A differenza delle strutture clandestine fondamentaliste, le Brigate Al Aqsa hanno sempre sofferto per la mancanza di un comando centrale e la pressoché totale frammentazione interna. Le Brigate di Gaza e quelle in Cisgiordania hanno sempre seguito strategie e ordini diversi, spesso contrastanti. In Cisgiordania, le Brigate hanno cercato di far concorrenza alle cellule fondamentaliste reclutando kamikaze e adottando la tattica degli attacchi suicidi, prerogativa un tempo dei movimenti di matrice integralista. Per poter ampliare i propri quadri le Brigate hanno spesso dovuto allearsi con i clan della malavita locale inserendo molti ricercati per delitti comuni tra le propria fila. Questa scelta ha reso ancora più incontrollabili le diverse fazioni.

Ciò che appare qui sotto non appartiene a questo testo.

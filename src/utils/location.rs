use std::fmt;

use text_size::TextSize;

/// Location of token in the code.
#[derive(Clone, Copy, PartialEq, Eq, Default, Hash)]
pub struct Location {
    /// The lineno, counting from 1.
    pub lineno: u32,
    /// The column, counting from 1.
    pub column: u32,
    /// The character offset, counting from 0.
    pub offset: u32,
}

impl fmt::Debug for Location {
    fn fmt(&self, f: &mut fmt::Formatter<'_>) -> fmt::Result {
        write!(f, "{}:{}({})", self.lineno, self.column, self.offset)
    }
}

impl fmt::Display for Location {
    fn fmt(&self, f: &mut fmt::Formatter<'_>) -> fmt::Result {
        write!(f, "line {}, column {}", self.lineno, self.column)
    }
}

/// Maps byte offsets of a source text to line / column pairs.
#[derive(Debug, Clone)]
pub struct LineIndex {
    line_starts: Vec<TextSize>,
}

impl LineIndex {
    pub fn new(input: &str) -> Self {
        let mut line_starts = vec![TextSize::from(0)];
        line_starts.extend(
            input
                .char_indices()
                .filter(|(_, c)| *c == '\n')
                .filter_map(|(i, _)| TextSize::try_from(i + 1).ok()),
        );
        LineIndex { line_starts }
    }

    pub fn location(&self, offset: TextSize) -> Location {
        let line = self
            .line_starts
            .partition_point(|start| *start <= offset)
            .saturating_sub(1);
        let line_start = self.line_starts.get(line).copied().unwrap_or_default();
        Location {
            lineno: u32::try_from(line + 1).unwrap_or(u32::MAX),
            column: u32::from(offset - line_start) + 1,
            offset: offset.into(),
        }
    }
}
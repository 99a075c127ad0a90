use crate::{
    Context,
    args::{GreyScriptCliArgs, GreyScriptCliCommand},
};

mod ast;
mod check;
mod run;

impl Context {
    pub async fn execute(&mut self, args: GreyScriptCliArgs) -> Result<(), anyhow::Error> {
        match args.cmd {
            GreyScriptCliCommand::Run(cmd) => self.execute_run(cmd).await,
            GreyScriptCliCommand::Check(cmd) => self.execute_check(cmd),
            GreyScriptCliCommand::Ast(cmd) => self.execute_ast(cmd),
        }
    }
}
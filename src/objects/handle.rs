use std::{fmt, hash, ptr, rc::Rc};

use derive_more::{Deref, From};

use crate::{
    errors::Error,
    objects::{CallbackReturn, Value},
};

/// An object owned by the host, such as a shell session or a file.
///
/// Member segments on a handle dispatch by name: `get` answers plain
/// properties, everything else goes to `call_method`.
pub trait HostObject {
    fn type_name(&self) -> &str;

    fn call_method(&self, name: &str, args: Vec<Value>) -> Result<CallbackReturn, Error>;

    fn get(&self, name: &str) -> Option<Value> {
        let _ = name;
        None
    }
}

pub type Handle = Rc<HandleInner>;

#[derive(From, Deref)]
pub struct HandleInner {
    #[deref]
    pub object: Box<dyn HostObject>,
}

impl HandleInner {
    pub fn new(object: impl HostObject + 'static) -> Self {
        HandleInner {
            object: Box::new(object),
        }
    }
}

impl PartialEq for HandleInner {
    fn eq(&self, other: &Self) -> bool {
        ptr::addr_eq(ptr::from_ref(&*self.object), ptr::from_ref(&*other.object))
    }
}

impl Eq for HandleInner {}

impl hash::Hash for HandleInner {
    fn hash<H: hash::Hasher>(&self, state: &mut H) {
        ptr::from_ref(&*self.object).cast::<()>().hash(state);
    }
}

impl fmt::Debug for HandleInner {
    fn fmt(&self, f: &mut fmt::Formatter<'_>) -> fmt::Result {
        write!(f, "<{} {:p}>", self.object.type_name(), ptr::from_ref(&*self.object))
    }
}

impl fmt::Display for HandleInner {
    fn fmt(&self, f: &mut fmt::Formatter<'_>) -> fmt::Result {
        write!(f, "<{}>", self.object.type_name())
    }
}

impl From<HandleInner> for Value {
    fn from(value: HandleInner) -> Value {
        Value::Handle(Rc::new(value))
    }
}
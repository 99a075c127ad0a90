use std::rc::Rc;

use futures::future::{FutureExt, LocalBoxFuture};

use crate::{
    compiler::ast::{BinOp, UnOp},
    context::{ContextKind, OperationContext},
    errors::{Error, RuntimeErrorKind},
    objects::{ClosureInner, MapInner, Value, slice_str, value_to_index},
    operation::{CallExpression, FunctionOperation, PathExpression, arith},
};

/// An expression, evaluated against a context to one value.
#[derive(Debug)]
pub enum Expression {
    Literal(Value),
    List(Vec<Expression>),
    Map(Vec<(Expression, Expression)>),
    Function(Rc<FunctionOperation>),
    Path(PathExpression),
    Call(CallExpression),
    Slice {
        base: Box<Expression>,
        start: Option<Box<Expression>>,
        end: Option<Box<Expression>>,
    },
    Unary {
        operator: UnOp,
        argument: Box<Expression>,
    },
    Binary {
        operator: BinOp,
        left: Box<Expression>,
        right: Box<Expression>,
    },
    /// `and` / `or`: the right side runs only when the left does not decide.
    Logical {
        operator: BinOp,
        left: Box<Expression>,
        right: Box<Expression>,
    },
}

impl Expression {
    pub fn evaluate<'a>(
        &'a self,
        ctx: &'a Rc<OperationContext>,
    ) -> LocalBoxFuture<'a, Result<Value, Error>> {
        async move {
            match self {
                Expression::Literal(value) => Ok(value.clone()),
                Expression::List(items) => {
                    let mut values = Vec::with_capacity(items.len());
                    for item in items {
                        values.push(item.evaluate(ctx).await?);
                    }
                    Ok(Value::from(values))
                }
                Expression::Map(properties) => {
                    let map = MapInner::new();
                    for (key, value) in properties {
                        let key = key.evaluate(ctx).await?;
                        let value = value.evaluate(ctx).await?;
                        map.insert(key.to_key(), value);
                    }
                    Ok(Value::from(map))
                }
                Expression::Function(function) => {
                    // Top-level functions resolve free names against the
                    // globals of the caller.
                    let outer = (ctx.scope_owner().kind != ContextKind::Global).then(|| {
                        ctx.capture();
                        Rc::clone(ctx)
                    });
                    Ok(Value::from(ClosureInner::new(Rc::clone(function), outer)))
                }
                Expression::Path(path) => path.evaluate(ctx).await,
                Expression::Call(call) => call.evaluate(ctx).await,
                Expression::Slice { base, start, end } => {
                    let base = base.evaluate(ctx).await?;
                    let start = evaluate_bound(start.as_deref(), ctx).await?;
                    let end = evaluate_bound(end.as_deref(), ctx).await?;
                    match base {
                        Value::List(list) => Ok(Value::from(list.slice(start, end))),
                        Value::String(s) => Ok(Value::String(slice_str(&s, start, end))),
                        v => Err(RuntimeErrorKind::UnOperator {
                            operator: "[:]",
                            operand: v.value_type(),
                        }
                        .into()),
                    }
                }
                Expression::Unary { operator, argument } => {
                    let argument = argument.evaluate(ctx).await?;
                    Ok(arith::unary(*operator, &argument)?)
                }
                Expression::Binary {
                    operator,
                    left,
                    right,
                } => {
                    let left = left.evaluate(ctx).await?;
                    let right = right.evaluate(ctx).await?;
                    Ok(arith::binary(*operator, &left, &right)?)
                }
                Expression::Logical {
                    operator,
                    left,
                    right,
                } => {
                    let left = left.evaluate(ctx).await?.is_truthy();
                    let decided = match operator {
                        BinOp::And => !left,
                        _ => left,
                    };
                    if decided {
                        return Ok(Value::Boolean(left));
                    }
                    Ok(Value::Boolean(right.evaluate(ctx).await?.is_truthy()))
                }
            }
        }
        .boxed_local()
    }
}

async fn evaluate_bound(
    bound: Option<&Expression>,
    ctx: &Rc<OperationContext>,
) -> Result<Option<i64>, Error> {
    match bound {
        Some(bound) => Ok(value_to_index(&bound.evaluate(ctx).await?)),
        None => Ok(None),
    }
}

A Gaza, le Brigate hanno spesso lavorato in combutta con la Jihad Islamica e Hamas, operando sotto la sigla dei Comitati Popolari o dando vita a comandi operativi congiunti per l’attacco alle colonie israeliane. L’alleanza operativa con i gruppi fondamentalisti nella Striscia è venuta meno con il ritiro israeliano, quando si è sviluppata la competizione tra l’Autorità Palestinese e Fatah da una parte e gruppi integralisti dall’altra per il controllo di Gaza. Ma anche i rapporti con l’Autorità Palestinese sono diventati sempre più difficili. Il tentativo, mediato la scorsa primavera dall’Anp, di raggiungere un accordo con Israele per garantire l’impunità dei militanti ricercati in cambio di una loro identificazione e della registrazione delle armi in loro possesso, seguita da un arruolamento nelle milizie dell’Anp, è fallito. Le Brigate dopo lunghe discussioni hanno rifiutato la registrazione delle armi. L’Anp, da parte sua, non è riuscita nel tentativo di unificare le forze di sicurezza affidato dal presidente Mahmoud Abbas al ministro degli interni Nasser Youssef. L’insuccesso a Gaza è dovuto in larga parte alla rivalità tra Youssef e il ministro degli affari civili Mohammed Dahlan, che in verità punta a soffiargli la carica. Vero boss di Gaza, Dahlan continua a guidare attraverso il fido generale Rashid Abu Shabak le forze della Sicurezza Preventiva nella Striscia, pur avendone abbandonato il comando sin dal 2002, quando intraprese la carriera politica.

Grazie all’inazione di Shabak e delle forze di sicurezza, le Brigate sono rimaste libere di agire. Nel frattempo i comandanti hanno iniziato a utilizzare i propri uomini per far pressioni sull’Autorità Palestinese e ottenere in cambio finanziamenti o assunzioni fittizie e relativi salari.